Exercise: Here is a block of records. Copy every line in it that includes "jobs".

=== Data for processing ===

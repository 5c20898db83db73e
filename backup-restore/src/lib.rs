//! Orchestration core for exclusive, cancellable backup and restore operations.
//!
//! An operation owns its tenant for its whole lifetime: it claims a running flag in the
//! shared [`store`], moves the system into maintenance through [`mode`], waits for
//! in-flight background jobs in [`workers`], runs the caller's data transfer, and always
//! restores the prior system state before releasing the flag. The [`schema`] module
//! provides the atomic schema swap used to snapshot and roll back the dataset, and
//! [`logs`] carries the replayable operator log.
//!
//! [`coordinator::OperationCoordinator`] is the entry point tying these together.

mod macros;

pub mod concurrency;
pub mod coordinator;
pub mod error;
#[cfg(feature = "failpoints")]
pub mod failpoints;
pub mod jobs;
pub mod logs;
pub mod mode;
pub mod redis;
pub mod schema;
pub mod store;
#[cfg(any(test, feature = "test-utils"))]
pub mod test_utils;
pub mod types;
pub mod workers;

===
=== Data for processing ===

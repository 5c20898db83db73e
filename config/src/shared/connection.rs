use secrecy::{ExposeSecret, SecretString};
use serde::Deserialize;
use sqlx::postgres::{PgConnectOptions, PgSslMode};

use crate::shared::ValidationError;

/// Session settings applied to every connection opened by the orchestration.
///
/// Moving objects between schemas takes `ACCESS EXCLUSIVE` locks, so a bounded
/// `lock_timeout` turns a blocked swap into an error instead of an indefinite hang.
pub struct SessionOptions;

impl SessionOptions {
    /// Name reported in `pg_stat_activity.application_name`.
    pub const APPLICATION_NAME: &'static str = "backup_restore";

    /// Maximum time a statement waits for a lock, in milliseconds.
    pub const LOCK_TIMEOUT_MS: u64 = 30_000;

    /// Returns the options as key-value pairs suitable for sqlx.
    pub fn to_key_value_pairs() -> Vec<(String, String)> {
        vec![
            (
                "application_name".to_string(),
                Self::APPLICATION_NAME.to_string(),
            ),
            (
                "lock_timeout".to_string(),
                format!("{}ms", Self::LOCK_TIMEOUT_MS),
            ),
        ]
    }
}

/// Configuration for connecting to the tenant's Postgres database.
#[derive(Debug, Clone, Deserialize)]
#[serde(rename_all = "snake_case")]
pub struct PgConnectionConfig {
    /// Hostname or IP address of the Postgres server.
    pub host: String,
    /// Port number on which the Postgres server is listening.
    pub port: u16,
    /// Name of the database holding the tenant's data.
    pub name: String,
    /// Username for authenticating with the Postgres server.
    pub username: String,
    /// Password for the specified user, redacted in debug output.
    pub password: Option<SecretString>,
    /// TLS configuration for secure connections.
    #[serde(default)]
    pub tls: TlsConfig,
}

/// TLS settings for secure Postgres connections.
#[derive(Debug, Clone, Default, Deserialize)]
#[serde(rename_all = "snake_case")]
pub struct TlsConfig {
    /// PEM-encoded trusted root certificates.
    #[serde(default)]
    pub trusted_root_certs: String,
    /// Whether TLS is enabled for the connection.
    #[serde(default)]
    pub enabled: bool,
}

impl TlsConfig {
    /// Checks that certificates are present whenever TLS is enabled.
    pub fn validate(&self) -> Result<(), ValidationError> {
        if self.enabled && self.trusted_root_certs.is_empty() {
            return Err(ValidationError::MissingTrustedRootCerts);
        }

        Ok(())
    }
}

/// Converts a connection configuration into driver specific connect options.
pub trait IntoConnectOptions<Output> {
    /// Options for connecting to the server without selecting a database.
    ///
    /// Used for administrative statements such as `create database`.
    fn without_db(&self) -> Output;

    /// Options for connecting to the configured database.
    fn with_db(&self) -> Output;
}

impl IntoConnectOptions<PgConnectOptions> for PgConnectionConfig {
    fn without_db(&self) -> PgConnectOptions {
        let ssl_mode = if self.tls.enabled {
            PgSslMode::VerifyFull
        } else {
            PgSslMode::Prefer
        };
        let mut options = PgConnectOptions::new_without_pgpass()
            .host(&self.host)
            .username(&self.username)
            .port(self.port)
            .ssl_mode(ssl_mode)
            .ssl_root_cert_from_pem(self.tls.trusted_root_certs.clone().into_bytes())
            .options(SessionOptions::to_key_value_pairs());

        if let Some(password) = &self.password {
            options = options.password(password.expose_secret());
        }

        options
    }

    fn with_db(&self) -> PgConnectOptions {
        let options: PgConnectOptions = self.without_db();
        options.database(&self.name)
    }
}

===

Result of this task:
//! in-flight background jobs in [`workers`], runs the caller's data transfer, and always
pub mod jobs;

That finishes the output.